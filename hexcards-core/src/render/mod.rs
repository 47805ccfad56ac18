//! Vector and raster output
//!
//! The [`Renderer`] trait is the seam between the geometry engine and a
//! concrete output format. [`SvgRenderer`] builds SVG documents with the
//! `svg` crate and, with the `raster` feature, turns them into PNG bytes.

mod board;
mod card;
pub mod print;
mod raster;

pub use board::{board_document, BoardView};
pub use card::{card_document, wrap_lines, CardView};
pub use raster::rasterize_svg;

use crate::card::Card;
use crate::config::{BoardConfig, CardLayout};
use crate::error::RenderError;
use crate::grid::HexCell;
use crate::movement::ReachableSet;
use svg::node::element::Polygon;

pub use svg::Document;

/// Fill for hexes that are neither the center nor reachable
pub const FILL_EMPTY: &str = "#ffffff";
/// Fill for reachable hexes
pub const FILL_REACHABLE: &str = "#b7f0b7";
/// Fill for the center hex
pub const FILL_CENTER: &str = "#000000";
/// Outline of ordinary hexes
pub const STROKE_HEX: &str = "#333";
/// Outline of the center hex
pub const STROKE_CENTER: &str = "#ffffff";

/// Produces documents for boards and cards, and pixels from documents
pub trait Renderer {
    type Document;

    /// Board view with reachable hexes highlighted
    fn board_document(&self, config: &BoardConfig, reachable: &ReachableSet) -> Self::Document;

    /// Printable move card
    fn card_document(&self, card: &Card, layout: &CardLayout) -> Self::Document;

    /// Rasterize a document to PNG bytes at the given pixel size
    fn rasterize(
        &self,
        document: &Self::Document,
        width: u32,
        height: u32,
    ) -> Result<Vec<u8>, RenderError>;
}

/// SVG output via the `svg` crate
#[derive(Clone, Copy, Debug, Default)]
pub struct SvgRenderer;

impl Renderer for SvgRenderer {
    type Document = Document;

    fn board_document(&self, config: &BoardConfig, reachable: &ReachableSet) -> Document {
        board_document(&BoardView::new(config), reachable)
    }

    fn card_document(&self, card: &Card, layout: &CardLayout) -> Document {
        card_document(card, layout)
    }

    fn rasterize(&self, document: &Document, width: u32, height: u32) -> Result<Vec<u8>, RenderError> {
        rasterize_svg(&document.to_string(), width, height)
    }
}

/// Polygon for one hex, styled by center identity and reachability.
/// `points` is the already-transformed `points` attribute.
fn hex_polygon(cell: &HexCell, points: String, reachable: &ReachableSet, stroke_width: f64) -> Polygon {
    let polygon = Polygon::new().set("points", points);
    if cell.is_origin() {
        polygon
            .set("fill", FILL_CENTER)
            .set("stroke", STROKE_CENTER)
            .set("stroke-width", stroke_width.max(2.0))
    } else {
        let fill = if reachable.contains(cell.axial()) {
            FILL_REACHABLE
        } else {
            FILL_EMPTY
        };
        polygon
            .set("fill", fill)
            .set("stroke", STROKE_HEX)
            .set("stroke-width", stroke_width)
    }
}
//! HEXCARDS Core - Hex board geometry and move card rendering
//!
//! This crate provides the core logic for HEXCARDS:
//! - Board geometry (axial coordinates, direction table, rings)
//! - Pixel-space hex grid generation
//! - Movement tokens and reachable-hex resolution
//! - Card text parsing and JSON interchange
//! - SVG rendering, PNG rasterization and print pages

pub mod board;
pub mod grid;
pub mod movement;
pub mod geometry;
pub mod card;
pub mod config;
pub mod error;
pub mod render;

// Re-exports for convenient access
pub use board::{Axial, Direction, DIRECTIONS};
pub use grid::{generate_hex_grid, GridParams, HexCell, Point2};
pub use movement::{resolve_reachable, Distance, MoveToggles, MovementToken, ReachableSet};
pub use geometry::{points_attr, BoundingBox, FitTransform, Rect, ViewWindow};
pub use card::{parse_batch, parse_card_line, Card};
pub use config::{BoardConfig, CardLayout};
pub use error::{ParseError, RenderError};
pub use render::{Renderer, SvgRenderer};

## REQUIRED WORK
If a line in the records includes the string "grid", copy it.

## SOLUTION TO THIS TASK
use crate::grid::HexCell;
//! - Pixel-space hex grid generation
pub mod grid;
pub use grid::{generate_hex_grid, GridParams, HexCell, Point2};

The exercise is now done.